Deep Vein Thrombosis (DVT) – This is a clot in the deep veins of the leg and the risk of this occurring following foot and ankle surgery is low (generally< 1%). However, because Mr Redfern does not need a tourniquet on the leg for the keyhole cheilectomy, the blood flow is not interrupted during the surgery. This, combined with the immediate full weight bearing mean that the risk of DVT is extremely rare - Mr Redfern has not seen a DVT after minimally invasive cheilectomy in over 10 years of performing this operation. However, it is probably sensible to avoid a long-haul flight in the first 4 weeks following surgery.

If a deep vein thrombosis (DVT) occurs then you will require treatment with heparin and Warfarin to try and prevent any of the clot travelling to the lungs (pulmonary embolus / PE) which can be much more serious).

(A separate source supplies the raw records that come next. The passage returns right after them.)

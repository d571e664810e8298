use proc_macro2::TokenStream as TokenStream2;
use quote::{quote, quote_spanned, ToTokens};
use syn::{
    parse::{Parse, ParseStream},
    Attribute,
    Expr,
    Fields,
    Ident,
    ItemStruct,
    Result,
    Token,
};

/// The arguments that can be passed to the `error` attribute.
#[derive(Debug, Default)]
pub struct ErrorArgs {
    pub message: Option<Expr>,
    pub labels: Option<Expr>,
    pub help: Option<Expr>,
}

impl ErrorArgs {
    /// Parse the next argument in the input stream and applies it to itself.
    fn parse_arg(&mut self, input: ParseStream) -> Result<()> {
        let ident: Ident = input.parse()?;
        input.parse::<Token![=]>()?;

        let ident_str = ident.to_string();
        match ident_str.as_str() {
            "message" => self.message = Some(input.parse()?),
            "labels" => self.labels = Some(input.parse()?),
            "help" => self.help = Some(input.parse()?),
            _ => return Err(syn::Error::new_spanned(ident, format!("unknown tag `{}`", ident_str))),
        }

        Ok(())
    }
}

impl Parse for ErrorArgs {
    fn parse(input: ParseStream) -> Result<Self> {
        let mut args = ErrorArgs::default();

        while !input.is_empty() {
            args.parse_arg(input)?;
            if input.parse::<Token![,]>().is_err() {
                break;
            }
        }

        Ok(args)
    }
}

/// Creates a `let` expression that destructures `self` into its named fields. Returns a compile
/// error if the fields are not named.
fn destructure_fields(ident: &Ident, fields: &Fields) -> TokenStream2 {
    match fields {
        Fields::Named(fields) => {
            let fields = fields.named.iter().map(|field| {
                let field_name = field.ident.as_ref();
                quote! { #field_name }
            });
            quote! {
                #[allow(unused_variables)]
                let #ident { #(#fields),* } = self;
            }
        },
        Fields::Unnamed(_) => quote_spanned! { ident.span() => compile_error!("`ErrorKind` cannot be derived for tuple structs"); },
        Fields::Unit => quote! {},
    }
}

/// The target struct to derive [`ErrorKind`] for.
#[derive(Debug)]
pub struct ErrorKindTarget {
    pub name: Ident,
    pub fields: Fields,
    pub error_args: ErrorArgs,
}

impl Parse for ErrorKindTarget {
    fn parse(input: ParseStream) -> Result<Self> {
        // parse outer attributes, including documentation and `error` attributes
        let attributes = input.call(Attribute::parse_outer)?;
        let remaining = input.parse::<ItemStruct>()?;

        let name = remaining.ident;
        let fields = remaining.fields;
        let mut error_args = ErrorArgs::default();

        for attr in &attributes {
            if attr.path().is_ident("error") {
                error_args = attr.parse_args::<ErrorArgs>()?;
                break;
            }
        }

        if error_args.message.is_none() {
            return Err(syn::Error::new(name.span(), "missing `#[error(message = ...)]` attribute"));
        }

        Ok(ErrorKindTarget {
            name,
            fields,
            error_args,
        })
    }
}

impl ToTokens for ErrorKindTarget {
    fn to_tokens(&self, tokens: &mut TokenStream2) {
        let name = &self.name;
        let destructure_expr = destructure_fields(&self.name, &self.fields);
        let message = self.error_args.message.as_ref();
        let labels = self.error_args.labels.as_ref()
            .map(|labels| quote! { #labels })
            .unwrap_or_else(|| quote! { ::std::vec::Vec::<::std::string::String>::new() });
        let help = self.error_args.help.as_ref().map(|e| quote! { builder.set_help(#e); });

        tokens.extend(quote! {
            impl symsolve_error::ErrorKind for #name {
                fn as_any(&self) -> &dyn ::std::any::Any {
                    self
                }

                fn message(&self) -> ::std::string::String {
                    #destructure_expr

                    ::std::string::String::from(#message)
                }

                fn build_report<'a>(
                    &self,
                    src_id: &'a str,
                    spans: &[::std::ops::Range<usize>],
                ) -> ariadne::Report<(&'a str, ::std::ops::Range<usize>)> {
                    #destructure_expr

                    let offset = spans.first().map(|span| span.start).unwrap_or(0);
                    #[allow(unused_mut)]
                    let mut builder = ariadne::Report::build(ariadne::ReportKind::Error, src_id, offset)
                        .with_message(symsolve_error::ErrorKind::message(self))
                        .with_labels(
                            (#labels)
                                .into_iter()
                                .zip(spans.iter())
                                .map(|(label_str, span)| {
                                    let mut label = ariadne::Label::new((src_id, span.clone()))
                                        .with_color(symsolve_error::EXPR);

                                    if !label_str.is_empty() {
                                        label = label.with_message(label_str);
                                    }

                                    label
                                })
                                .collect::<::std::vec::Vec<_>>()
                        );

                    #help
                    builder.finish()
                }
            }
        });
    }
}
//! Numerical root-finding for systems of expressions.
//!
//! An [`ExprJacobian`] holds the partial derivatives of a list of expressions in symbolic form.
//! A [`Solver`] evaluates it at the current guess and takes Newton–Raphson steps, using the
//! [`pseudo_inverse`] of the Jacobian so that singular and non-square systems still make progress
//! in the least-squares sense.

pub mod config;
pub mod jacobian;
pub mod pinv;
pub mod solver;

pub use config::{SolverConfig, SolverConfigBuilder};
pub use jacobian::ExprJacobian;
pub use pinv::pseudo_inverse;
pub use solver::{Convergence, Solver, SolverBuilder};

Continuing symptoms– Most people (80-85%) are very happy with the results of their cheilectomy surgery but you can appreciate that if some of the above problems occur then this may also affect the end result. If the toe joint remains stiff and painful despite this surgery then other surgical options may need to be discussed such as osteotomies, Cartiva or fusion.

Sick Leave

In general 1 week off work is required for sedentary employment, 2-6 weeks for work involving standing or walking, and 4-6 weeks for manual labour work. 

Driving

Generally, most patients will return to driving a manual car at one week after surgery although, if it is only the left foot that has undergone surgery then return to driving an automatic vehicle is allowed after 48 hours.